■ WHAT TO DO: Nothing is needed except the lines below that run from the one with "filename src/overlay.rs" through the one with "bounds contain the", repeated exactly.

■ EXERCISE INPUT:
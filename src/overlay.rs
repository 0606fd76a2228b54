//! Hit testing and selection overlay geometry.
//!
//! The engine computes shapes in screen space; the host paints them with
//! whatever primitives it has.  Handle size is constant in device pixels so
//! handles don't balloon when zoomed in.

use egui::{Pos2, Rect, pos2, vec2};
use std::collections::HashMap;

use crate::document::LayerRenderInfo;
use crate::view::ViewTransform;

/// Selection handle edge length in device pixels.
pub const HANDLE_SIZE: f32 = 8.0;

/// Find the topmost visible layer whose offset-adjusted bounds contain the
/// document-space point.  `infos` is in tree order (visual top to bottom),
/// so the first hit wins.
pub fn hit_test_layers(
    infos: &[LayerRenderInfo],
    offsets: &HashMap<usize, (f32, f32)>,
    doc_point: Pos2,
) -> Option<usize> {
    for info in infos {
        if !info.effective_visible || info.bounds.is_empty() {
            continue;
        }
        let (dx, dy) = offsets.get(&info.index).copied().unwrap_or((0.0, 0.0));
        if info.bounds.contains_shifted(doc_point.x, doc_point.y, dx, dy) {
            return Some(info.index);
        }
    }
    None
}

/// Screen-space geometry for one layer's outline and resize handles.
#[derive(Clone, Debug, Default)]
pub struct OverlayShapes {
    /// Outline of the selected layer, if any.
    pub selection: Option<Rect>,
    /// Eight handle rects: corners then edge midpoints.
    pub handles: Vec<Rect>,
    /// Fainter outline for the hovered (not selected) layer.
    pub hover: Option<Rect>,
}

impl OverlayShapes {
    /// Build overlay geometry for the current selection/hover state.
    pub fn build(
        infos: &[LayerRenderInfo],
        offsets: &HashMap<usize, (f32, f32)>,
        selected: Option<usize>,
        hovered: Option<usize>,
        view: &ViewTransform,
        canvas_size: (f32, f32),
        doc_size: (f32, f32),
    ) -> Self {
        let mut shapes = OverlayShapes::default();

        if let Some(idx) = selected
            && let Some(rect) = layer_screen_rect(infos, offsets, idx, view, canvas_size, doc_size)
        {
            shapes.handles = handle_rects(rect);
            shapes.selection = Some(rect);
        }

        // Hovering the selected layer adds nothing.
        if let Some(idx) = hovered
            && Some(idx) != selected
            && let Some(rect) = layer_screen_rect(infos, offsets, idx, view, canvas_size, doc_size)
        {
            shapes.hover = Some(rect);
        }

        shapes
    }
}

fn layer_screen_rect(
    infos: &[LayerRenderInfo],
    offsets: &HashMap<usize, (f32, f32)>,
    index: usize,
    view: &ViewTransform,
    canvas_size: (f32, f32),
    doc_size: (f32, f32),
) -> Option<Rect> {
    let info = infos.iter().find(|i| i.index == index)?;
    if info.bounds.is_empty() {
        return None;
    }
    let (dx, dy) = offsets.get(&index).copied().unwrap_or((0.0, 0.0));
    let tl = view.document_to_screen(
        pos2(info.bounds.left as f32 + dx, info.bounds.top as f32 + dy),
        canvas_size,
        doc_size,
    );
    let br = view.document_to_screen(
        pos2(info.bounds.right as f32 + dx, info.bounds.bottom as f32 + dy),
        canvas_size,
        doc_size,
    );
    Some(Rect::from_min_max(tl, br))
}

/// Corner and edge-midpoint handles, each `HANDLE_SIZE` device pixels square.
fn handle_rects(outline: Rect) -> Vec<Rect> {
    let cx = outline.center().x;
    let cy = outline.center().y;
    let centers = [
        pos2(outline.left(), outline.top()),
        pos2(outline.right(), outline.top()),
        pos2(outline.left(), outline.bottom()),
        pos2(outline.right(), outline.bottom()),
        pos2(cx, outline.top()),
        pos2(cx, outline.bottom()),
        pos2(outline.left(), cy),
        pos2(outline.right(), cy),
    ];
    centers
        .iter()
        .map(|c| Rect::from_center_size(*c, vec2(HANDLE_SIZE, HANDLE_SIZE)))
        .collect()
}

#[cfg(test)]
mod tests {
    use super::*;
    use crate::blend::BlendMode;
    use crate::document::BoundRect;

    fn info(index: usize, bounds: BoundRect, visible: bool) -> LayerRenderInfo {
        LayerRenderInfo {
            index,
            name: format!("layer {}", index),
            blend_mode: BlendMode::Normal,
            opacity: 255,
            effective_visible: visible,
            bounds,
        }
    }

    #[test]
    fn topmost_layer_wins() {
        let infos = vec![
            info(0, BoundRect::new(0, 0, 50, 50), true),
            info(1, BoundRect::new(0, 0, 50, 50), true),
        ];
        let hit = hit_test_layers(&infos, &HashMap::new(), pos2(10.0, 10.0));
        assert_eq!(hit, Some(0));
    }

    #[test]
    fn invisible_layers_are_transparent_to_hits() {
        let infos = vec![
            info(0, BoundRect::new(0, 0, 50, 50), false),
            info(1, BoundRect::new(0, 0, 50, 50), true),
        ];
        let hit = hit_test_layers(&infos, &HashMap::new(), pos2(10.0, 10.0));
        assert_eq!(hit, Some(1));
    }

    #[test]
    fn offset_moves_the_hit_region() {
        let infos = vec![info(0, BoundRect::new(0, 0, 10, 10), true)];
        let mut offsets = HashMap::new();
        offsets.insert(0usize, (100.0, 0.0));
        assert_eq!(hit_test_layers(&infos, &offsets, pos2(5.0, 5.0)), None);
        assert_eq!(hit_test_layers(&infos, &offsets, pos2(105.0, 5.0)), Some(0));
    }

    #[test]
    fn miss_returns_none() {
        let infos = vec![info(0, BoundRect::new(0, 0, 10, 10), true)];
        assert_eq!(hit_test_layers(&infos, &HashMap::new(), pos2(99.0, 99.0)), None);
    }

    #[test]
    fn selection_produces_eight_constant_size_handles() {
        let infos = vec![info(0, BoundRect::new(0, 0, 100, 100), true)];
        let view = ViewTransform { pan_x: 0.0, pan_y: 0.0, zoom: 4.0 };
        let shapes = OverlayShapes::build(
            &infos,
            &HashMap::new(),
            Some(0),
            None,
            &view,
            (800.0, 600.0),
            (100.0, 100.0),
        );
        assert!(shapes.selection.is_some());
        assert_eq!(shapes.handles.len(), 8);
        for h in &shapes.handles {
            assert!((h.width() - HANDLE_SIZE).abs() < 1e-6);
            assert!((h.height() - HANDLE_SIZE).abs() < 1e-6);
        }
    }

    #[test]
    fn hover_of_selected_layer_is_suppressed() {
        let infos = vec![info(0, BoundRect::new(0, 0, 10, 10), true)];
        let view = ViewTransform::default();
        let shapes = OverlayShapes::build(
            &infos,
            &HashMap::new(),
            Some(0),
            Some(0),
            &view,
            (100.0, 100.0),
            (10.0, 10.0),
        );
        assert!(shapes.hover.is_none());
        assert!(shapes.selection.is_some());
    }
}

* * *

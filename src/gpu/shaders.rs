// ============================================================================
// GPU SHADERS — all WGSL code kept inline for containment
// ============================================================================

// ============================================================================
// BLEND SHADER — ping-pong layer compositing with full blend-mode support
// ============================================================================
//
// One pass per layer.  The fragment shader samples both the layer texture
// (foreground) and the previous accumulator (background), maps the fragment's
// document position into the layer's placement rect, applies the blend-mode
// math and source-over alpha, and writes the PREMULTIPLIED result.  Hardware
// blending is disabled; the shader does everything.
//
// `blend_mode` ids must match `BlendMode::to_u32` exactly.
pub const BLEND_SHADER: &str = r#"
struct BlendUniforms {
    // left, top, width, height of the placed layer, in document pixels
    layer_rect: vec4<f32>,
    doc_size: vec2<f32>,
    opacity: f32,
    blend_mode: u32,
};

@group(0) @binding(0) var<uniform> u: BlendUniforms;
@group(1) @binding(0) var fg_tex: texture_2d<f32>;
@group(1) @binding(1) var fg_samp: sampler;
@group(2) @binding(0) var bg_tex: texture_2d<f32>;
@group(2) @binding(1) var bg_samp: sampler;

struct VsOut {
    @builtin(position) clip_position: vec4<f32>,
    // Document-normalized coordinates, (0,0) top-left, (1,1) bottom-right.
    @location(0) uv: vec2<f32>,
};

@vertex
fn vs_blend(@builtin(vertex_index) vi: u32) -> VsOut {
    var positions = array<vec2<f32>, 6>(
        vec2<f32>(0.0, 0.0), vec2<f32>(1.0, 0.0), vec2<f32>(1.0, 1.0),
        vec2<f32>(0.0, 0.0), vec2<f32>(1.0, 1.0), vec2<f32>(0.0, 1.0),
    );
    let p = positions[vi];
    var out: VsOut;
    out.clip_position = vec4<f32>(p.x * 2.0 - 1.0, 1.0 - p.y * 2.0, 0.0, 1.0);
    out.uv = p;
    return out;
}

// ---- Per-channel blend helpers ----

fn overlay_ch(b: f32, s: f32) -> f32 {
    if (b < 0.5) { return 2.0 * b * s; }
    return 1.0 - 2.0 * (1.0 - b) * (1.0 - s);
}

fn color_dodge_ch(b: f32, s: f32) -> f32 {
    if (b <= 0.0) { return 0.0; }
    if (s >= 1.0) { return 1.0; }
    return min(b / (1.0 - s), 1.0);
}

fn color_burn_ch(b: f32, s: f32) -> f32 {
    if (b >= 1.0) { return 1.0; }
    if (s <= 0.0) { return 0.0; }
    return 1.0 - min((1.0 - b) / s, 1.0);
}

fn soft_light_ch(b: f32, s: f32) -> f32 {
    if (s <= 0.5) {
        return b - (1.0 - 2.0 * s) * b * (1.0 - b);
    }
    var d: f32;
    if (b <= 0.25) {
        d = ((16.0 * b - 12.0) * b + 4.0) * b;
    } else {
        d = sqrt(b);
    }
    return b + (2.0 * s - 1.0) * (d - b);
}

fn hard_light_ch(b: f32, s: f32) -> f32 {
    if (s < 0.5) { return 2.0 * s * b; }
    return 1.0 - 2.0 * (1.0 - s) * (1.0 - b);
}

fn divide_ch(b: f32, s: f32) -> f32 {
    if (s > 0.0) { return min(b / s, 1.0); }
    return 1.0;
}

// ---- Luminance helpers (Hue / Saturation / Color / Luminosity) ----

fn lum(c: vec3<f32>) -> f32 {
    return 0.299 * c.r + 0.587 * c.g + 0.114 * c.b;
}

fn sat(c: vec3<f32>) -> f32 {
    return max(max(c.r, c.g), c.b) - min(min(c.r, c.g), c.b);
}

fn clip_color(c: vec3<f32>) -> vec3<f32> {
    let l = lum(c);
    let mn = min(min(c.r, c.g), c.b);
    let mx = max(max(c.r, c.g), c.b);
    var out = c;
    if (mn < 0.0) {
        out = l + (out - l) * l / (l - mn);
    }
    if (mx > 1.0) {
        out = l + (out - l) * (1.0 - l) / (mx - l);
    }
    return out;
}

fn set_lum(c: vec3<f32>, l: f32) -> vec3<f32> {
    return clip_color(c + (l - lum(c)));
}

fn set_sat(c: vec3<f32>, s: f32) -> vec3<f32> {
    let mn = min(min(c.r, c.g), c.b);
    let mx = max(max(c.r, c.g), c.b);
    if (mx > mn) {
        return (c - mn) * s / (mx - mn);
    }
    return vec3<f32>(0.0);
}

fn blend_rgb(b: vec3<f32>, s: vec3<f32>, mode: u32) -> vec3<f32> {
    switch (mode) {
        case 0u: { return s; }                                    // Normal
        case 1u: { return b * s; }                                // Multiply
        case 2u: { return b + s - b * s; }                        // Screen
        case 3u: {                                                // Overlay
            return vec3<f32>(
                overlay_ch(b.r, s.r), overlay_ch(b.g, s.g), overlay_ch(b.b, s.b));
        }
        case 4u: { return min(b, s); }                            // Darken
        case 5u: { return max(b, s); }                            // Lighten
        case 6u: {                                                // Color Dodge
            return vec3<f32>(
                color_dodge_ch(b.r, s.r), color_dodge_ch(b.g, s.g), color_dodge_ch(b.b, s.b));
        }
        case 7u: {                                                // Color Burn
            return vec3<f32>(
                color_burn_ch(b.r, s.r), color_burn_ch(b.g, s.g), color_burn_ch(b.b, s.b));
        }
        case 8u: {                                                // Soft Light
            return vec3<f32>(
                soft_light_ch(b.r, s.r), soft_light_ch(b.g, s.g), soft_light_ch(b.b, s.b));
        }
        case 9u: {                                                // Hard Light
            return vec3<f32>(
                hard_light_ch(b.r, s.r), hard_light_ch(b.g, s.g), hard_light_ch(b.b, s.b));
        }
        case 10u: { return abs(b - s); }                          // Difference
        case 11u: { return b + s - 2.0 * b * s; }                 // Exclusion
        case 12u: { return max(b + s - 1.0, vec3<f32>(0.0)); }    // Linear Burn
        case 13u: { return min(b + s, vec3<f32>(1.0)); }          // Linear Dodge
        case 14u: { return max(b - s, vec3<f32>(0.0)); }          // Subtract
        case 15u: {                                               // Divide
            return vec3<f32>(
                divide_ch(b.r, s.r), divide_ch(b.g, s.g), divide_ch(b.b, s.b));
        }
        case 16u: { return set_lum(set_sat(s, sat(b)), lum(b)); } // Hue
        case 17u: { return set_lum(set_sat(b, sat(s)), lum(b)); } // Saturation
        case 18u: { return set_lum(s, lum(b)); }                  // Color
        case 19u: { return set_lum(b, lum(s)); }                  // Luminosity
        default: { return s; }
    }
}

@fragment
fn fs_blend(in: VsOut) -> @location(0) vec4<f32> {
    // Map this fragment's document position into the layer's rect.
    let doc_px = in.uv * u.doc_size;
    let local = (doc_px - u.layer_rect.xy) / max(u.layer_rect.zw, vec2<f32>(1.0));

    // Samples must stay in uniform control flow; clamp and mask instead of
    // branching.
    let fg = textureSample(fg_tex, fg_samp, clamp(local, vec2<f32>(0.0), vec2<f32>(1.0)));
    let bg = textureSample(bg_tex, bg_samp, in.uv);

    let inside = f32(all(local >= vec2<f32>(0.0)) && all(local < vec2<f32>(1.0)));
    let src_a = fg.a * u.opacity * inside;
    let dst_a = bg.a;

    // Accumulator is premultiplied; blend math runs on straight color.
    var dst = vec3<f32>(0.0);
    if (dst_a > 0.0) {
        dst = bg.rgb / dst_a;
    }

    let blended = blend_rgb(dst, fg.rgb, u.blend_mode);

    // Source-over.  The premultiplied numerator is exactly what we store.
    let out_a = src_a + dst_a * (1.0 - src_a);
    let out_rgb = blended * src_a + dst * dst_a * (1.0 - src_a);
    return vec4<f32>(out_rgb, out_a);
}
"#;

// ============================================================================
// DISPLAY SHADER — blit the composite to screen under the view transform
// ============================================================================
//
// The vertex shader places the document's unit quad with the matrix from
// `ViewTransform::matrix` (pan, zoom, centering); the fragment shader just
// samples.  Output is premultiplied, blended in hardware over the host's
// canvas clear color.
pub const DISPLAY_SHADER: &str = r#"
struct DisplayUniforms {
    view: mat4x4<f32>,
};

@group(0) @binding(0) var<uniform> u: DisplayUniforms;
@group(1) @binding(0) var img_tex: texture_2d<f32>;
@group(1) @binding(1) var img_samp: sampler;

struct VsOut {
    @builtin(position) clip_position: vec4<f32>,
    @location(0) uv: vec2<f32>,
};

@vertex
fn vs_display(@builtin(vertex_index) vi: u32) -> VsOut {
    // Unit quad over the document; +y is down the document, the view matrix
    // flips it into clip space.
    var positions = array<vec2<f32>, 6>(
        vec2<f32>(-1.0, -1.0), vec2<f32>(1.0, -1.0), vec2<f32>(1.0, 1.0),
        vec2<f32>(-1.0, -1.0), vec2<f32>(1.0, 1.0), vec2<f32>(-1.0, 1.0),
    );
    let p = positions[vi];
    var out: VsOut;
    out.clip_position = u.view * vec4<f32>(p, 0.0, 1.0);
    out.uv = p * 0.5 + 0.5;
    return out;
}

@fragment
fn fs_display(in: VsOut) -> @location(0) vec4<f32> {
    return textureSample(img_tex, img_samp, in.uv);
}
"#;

■ EXPECTED ANSWER:
filename src/overlay.rs
repository 0606fd76a2228b54
//! Hit testing and selection overlay geometry.
//!
//! The engine computes shapes in screen space; the host paints them with
//! whatever primitives it has.  Handle size is constant in device pixels so
//! handles don't balloon when zoomed in.

use egui::{Pos2, Rect, pos2, vec2};
use std::collections::HashMap;

use crate::document::LayerRenderInfo;
use crate::view::ViewTransform;

/// Selection handle edge length in device pixels.
pub const HANDLE_SIZE: f32 = 8.0;

/// Find the topmost visible layer whose offset-adjusted bounds contain the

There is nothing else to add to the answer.